Data in this exercise:
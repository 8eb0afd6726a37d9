use std::path::PathBuf;

use clap::Parser;
use tracing::{error, info};

use listing_price_classifier::io::CsvDataLoader;
use listing_price_classifier::model_store::MsgpackModelStore;
use listing_price_classifier::telemetry;
use listing_price_classifier::training::ListingTrainer;

/// Train Airbnb model
#[derive(Parser)]
#[command(name = "train", version = env!("CARGO_PKG_VERSION"))]
struct Args {
    /// Input file name (cleaned listings CSV)
    #[arg(long)]
    input: PathBuf,

    /// Output file name (.pkl)
    #[arg(long)]
    output: PathBuf,
}

fn main() -> anyhow::Result<()> {
    let args = Args::parse();
    telemetry::init_tracing();

    info!("Train Airbnb model");
    let trainer = ListingTrainer::new(
        Box::new(CsvDataLoader::new(args.input).with_dropna(true)),
        Box::new(MsgpackModelStore::new(args.output)),
    );

    if let Err(e) = trainer.run() {
        error!("An error occurred: {}", e);
        error!("Training model failed.");
        return Err(e.into());
    }

    info!("Airbnb Training completed successfully.");
    Ok(())
}
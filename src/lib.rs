//! Price category classifier for short-term rental listings.
//!
//! Raw listings are cleaned by [`preprocessing`], encoded by [`features`]
//! against the tables in [`encoding`], fitted by [`training`] and served by
//! [`server`].

pub mod config;
pub mod encoding;
pub mod error;
pub mod features;
pub mod io;
pub mod model_store;
pub mod preprocessing;
pub mod server;
pub mod telemetry;
pub mod training;

pub use error::{PipelineError, Result};
//! Feature mapping shared by training and inference

use polars::prelude::*;
use serde::{Deserialize, Serialize};
use smartcore::linalg::basic::matrix::DenseMatrix;

use crate::encoding::{Neighbourhood, RoomType};
use crate::error::{PipelineError, Result};

/// Feature order expected by the classifier.
pub const FEATURE_COLUMNS: [&str; 5] = [
    "accommodates",
    "room_type",
    "bathrooms",
    "bedrooms",
    "neighbourhood",
];

pub const TARGET_COLUMN: &str = "category";

const MISSING_LABEL: &str = "<missing>";

fn encode_column<F>(df: &DataFrame, name: &str, domain: &'static str, encode: F) -> Result<Series>
where
    F: Fn(&str) -> Result<i64>,
{
    let labels = df
        .column(name)
        .map_err(|_| PipelineError::MissingColumn(name.to_string()))?
        .cast(&DataType::Utf8)?;

    let codes = labels
        .utf8()?
        .into_iter()
        .map(|label| match label {
            Some(label) => encode(label),
            None => Err(PipelineError::UnknownLabel {
                domain,
                label: MISSING_LABEL.to_string(),
            }),
        })
        .collect::<Result<Vec<i64>>>()?;

    Ok(Series::new(name, codes))
}

/// Replaces the `room_type` and `neighbourhood` labels with their codes.
///
/// Any label outside the encoding tables fails the whole table.
pub fn encode_table(mut df: DataFrame) -> Result<DataFrame> {
    let room_types = encode_column(&df, "room_type", RoomType::DOMAIN, |label| {
        RoomType::from_label(label).map(RoomType::code)
    })?;
    let neighbourhoods = encode_column(&df, "neighbourhood", Neighbourhood::DOMAIN, |label| {
        Neighbourhood::from_label(label).map(Neighbourhood::code)
    })?;

    df.with_column(room_types)?;
    df.with_column(neighbourhoods)?;
    Ok(df)
}

fn float_column(df: &DataFrame, name: &str) -> Result<Vec<f64>> {
    let values = df
        .column(name)
        .map_err(|_| PipelineError::MissingColumn(name.to_string()))?
        .cast(&DataType::Float64)?;
    let values = values.f64()?;

    if values.null_count() > 0 {
        return Err(PipelineError::InvalidInput(format!(
            "column {} holds non-numeric values",
            name
        )));
    }
    Ok(values.into_no_null_iter().collect())
}

/// Rows of [`FEATURE_COLUMNS`] from an encoded table.
pub fn feature_rows(df: &DataFrame) -> Result<Vec<Vec<f64>>> {
    let columns = FEATURE_COLUMNS
        .iter()
        .map(|name| float_column(df, name))
        .collect::<Result<Vec<_>>>()?;

    Ok((0..df.height())
        .map(|row| columns.iter().map(|column| column[row]).collect())
        .collect())
}

pub fn feature_matrix(df: &DataFrame) -> Result<DenseMatrix<f64>> {
    if df.height() == 0 {
        return Err(PipelineError::InvalidInput("no rows to build features from".to_string()));
    }
    Ok(DenseMatrix::from_2d_vec(&feature_rows(df)?))
}

/// Price category labels of an encoded table.
pub fn target_labels(df: &DataFrame) -> Result<Vec<u8>> {
    float_column(df, TARGET_COLUMN)?
        .into_iter()
        .map(|v| {
            if v.fract() == 0.0 && (0.0..=u8::MAX as f64).contains(&v) {
                Ok(v as u8)
            } else {
                Err(PipelineError::UnknownCode {
                    domain: "price category",
                    code: v as i64,
                })
            }
        })
        .collect()
}

/// One listing submitted for inference.
///
/// `beds`, `tv`, `elevator`, `internet`, `latitude` and `longitude` are
/// accepted but not part of [`FEATURE_COLUMNS`].
#[derive(Debug, Clone, Serialize, Deserialize)]
pub struct ListingInput {
    pub id: i64,
    pub accommodates: i64,
    pub room_type: String,
    pub beds: i64,
    pub bedrooms: i64,
    pub bathrooms: f64,
    pub neighbourhood: String,
    pub tv: i64,
    pub elevator: i64,
    pub internet: i64,
    pub latitude: f64,
    pub longitude: f64,
}

impl ListingInput {
    pub fn feature_vector(&self) -> Result<Vec<f64>> {
        let room_type = RoomType::from_label(&self.room_type)?;
        let neighbourhood = Neighbourhood::from_label(&self.neighbourhood)?;

        Ok(vec![
            self.accommodates as f64,
            room_type.code() as f64,
            self.bathrooms,
            self.bedrooms as f64,
            neighbourhood.code() as f64,
        ])
    }
}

What is being asked: Copy all lines above containing the string "bathrooms".

Answer box:
    "bathrooms",
    pub bathrooms: f64,
            self.bathrooms,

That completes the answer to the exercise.